Na terceira fase, perante a incapacidade das realizações, volta ao abatimento, a abulia, a revolta e o
inconformismo, a dispersão e a angústia, o sono e o cansaço; como podemos confirmar nos poemas “O que
há em mim é sobretudo cansaço”, “Esta velha angústia”, etc.

“O que há em mim é sobretudo cansaço-“

“Cansaço assim mesmo, ele mesmo,

Cansaço”

“A sutileza das sensações inúteis,”

“Três tipos de idealistas, e eu nenhum deles:”

“Um supremíssimo cansaço,

Íssimo, íssimo, íssimo,”

“Esta angústia que trago há séculos em mim,

Transbordou da vasilha,

Em lágrimas, em grandes imaginações,

Em sonhos em estilo de pesadelo sem terror,

Em grandes emoções súbitas sem sentido nenhum”

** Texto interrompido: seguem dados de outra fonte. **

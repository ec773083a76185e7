//! Pressure projection for approximate incompressibility.
//!
//! In-place Gauss-Seidel with over-relaxation rather than double-buffered
//! Jacobi: corrections applied to a cell's faces are visible to later cells
//! in the same sweep, which converges noticeably faster on the tiny
//! iteration budget. Results are therefore sweep-order sensitive; the order
//! (gx outer, gy inner, both ascending) is part of the contract.

use crate::constants::{CELL_SIZE, FLUID_DENSITY, GRID_SIZE, OVER_RELAXATION};
use crate::grid::{cell_index, CellType, Grid2D};

/// Relax the velocity field toward zero divergence on every fluid cell.
///
/// Interior fluid cells only; boundary and Solid cells are never written and
/// so act as implicit no-flow boundaries. The per-cell correction
/// `-div / 4 * OVER_RELAXATION` is subtracted from the cell's own (left,
/// bottom) faces and added to the (right, top) faces, and accumulated into
/// the pressure field scaled to physical units. The pressure field is zeroed
/// at the start of each solve. Zero iterations degrades to a no-op.
pub fn solve_incompressibility(grid: &mut Grid2D, iterations: usize, dt: f32) {
    if iterations == 0 {
        return;
    }

    grid.pressure.fill(0.0);
    let cp = FLUID_DENSITY * CELL_SIZE / dt;

    for _ in 0..iterations {
        for gx in 1..GRID_SIZE - 1 {
            for gy in 1..GRID_SIZE - 1 {
                let c = cell_index(gx, gy);
                if grid.cell_type[c] != CellType::Fluid {
                    continue;
                }

                let right = cell_index(gx + 1, gy);
                let top = cell_index(gx, gy + 1);

                let div = grid.u[right] - grid.u[c] + grid.v[top] - grid.v[c];
                let p = -div / 4.0 * OVER_RELAXATION;

                grid.pressure[c] += cp * p;
                grid.u[c] -= p;
                grid.u[right] += p;
                grid.v[c] -= p;
                grid.v[top] += p;
            }
        }
    }
}

/// Mean absolute divergence over interior fluid cells. Diagnostic only.
pub fn mean_absolute_divergence(grid: &Grid2D) -> f32 {
    let mut sum = 0.0f32;
    let mut cells = 0usize;

    for gx in 1..GRID_SIZE - 1 {
        for gy in 1..GRID_SIZE - 1 {
            let c = cell_index(gx, gy);
            if grid.cell_type[c] != CellType::Fluid {
                continue;
            }
            let right = cell_index(gx + 1, gy);
            let top = cell_index(gx, gy + 1);
            sum += (grid.u[right] - grid.u[c] + grid.v[top] - grid.v[c]).abs();
            cells += 1;
        }
    }

    if cells > 0 {
        sum / cells as f32
    } else {
        0.0
    }
}

#[cfg(test)]
mod tests {
    use super::*;

    /// Fill the grid with a smooth, strongly divergent velocity field.
    fn divergent_grid() -> Grid2D {
        let mut grid = Grid2D::new();
        for gx in 0..GRID_SIZE {
            for gy in 0..GRID_SIZE {
                let c = cell_index(gx, gy);
                grid.u[c] = (gx as f32 * 0.7).sin();
                grid.v[c] = (gy as f32 * 0.4).cos();
            }
        }
        grid
    }

    #[test]
    fn test_divergence_reduced() {
        let mut grid = divergent_grid();
        let before = mean_absolute_divergence(&grid);
        assert!(before > 0.0, "test field must start divergent");

        solve_incompressibility(&mut grid, 20, 1.0 / 60.0);

        let after = mean_absolute_divergence(&grid);
        assert!(
            after < before,
            "projection should reduce divergence: before {} after {}",
            before,
            after
        );
    }

    #[test]
    fn test_more_iterations_converge_further() {
        let mut few = divergent_grid();
        let mut many = few.clone();

        solve_incompressibility(&mut few, 2, 1.0 / 60.0);
        solve_incompressibility(&mut many, 40, 1.0 / 60.0);

        assert!(
            mean_absolute_divergence(&many) <= mean_absolute_divergence(&few),
            "more sweeps should not diverge"
        );
    }

    #[test]
    fn test_zero_iterations_noop() {
        let mut grid = divergent_grid();
        grid.pressure.fill(7.0);
        let u_before = grid.u.clone();

        solve_incompressibility(&mut grid, 0, 1.0 / 60.0);

        assert_eq!(grid.u, u_before);
        assert!(grid.pressure.iter().all(|&p| p == 7.0), "no-op must not reset pressure");
    }

    #[test]
    fn test_solid_cells_untouched() {
        let mut grid = divergent_grid();
        let corner = cell_index(0, 0);
        assert_eq!(grid.cell_type[corner], CellType::Solid);
        let u_corner = grid.u[corner];
        let v_corner = grid.v[corner];

        solve_incompressibility(&mut grid, 10, 1.0 / 60.0);

        // The corner's own faces belong to no interior fluid cell
        assert_eq!(grid.u[corner], u_corner);
        assert_eq!(grid.v[corner], v_corner);
    }

    #[test]
    fn test_pressure_accumulates_on_divergent_field() {
        let mut grid = divergent_grid();
        solve_incompressibility(&mut grid, 10, 1.0 / 60.0);

        let nonzero = grid.pressure.iter().filter(|&&p| p != 0.0).count();
        assert!(nonzero > 0, "solve should accumulate pressure somewhere");
    }
}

“Pobre velha casa da minha infância perdida”

Linguagem e Estilo
Ao analisar os poemas de Álvaro de Campos (anexos) pode concluir que o poeta utiliza:

Composição poética: ode; quadra; verso em geral muito longo; ausência de rima; recurso à onomatopeia,
à aliteração, assonância e à rima interior.

Linguagem: simples, repetitiva, mistura de registos de língua; uso de interjeições; estrangeirismos,


neologismos.

Sintaxe: construções nominais infinitas e gerundivas.

Estilo: esfusiante, torrencial; com recurso a onomatopeias, anáforas, apóstrofes, enumerações, oximoros;
pontuação expressiva (exclamação, interrogações, reticências).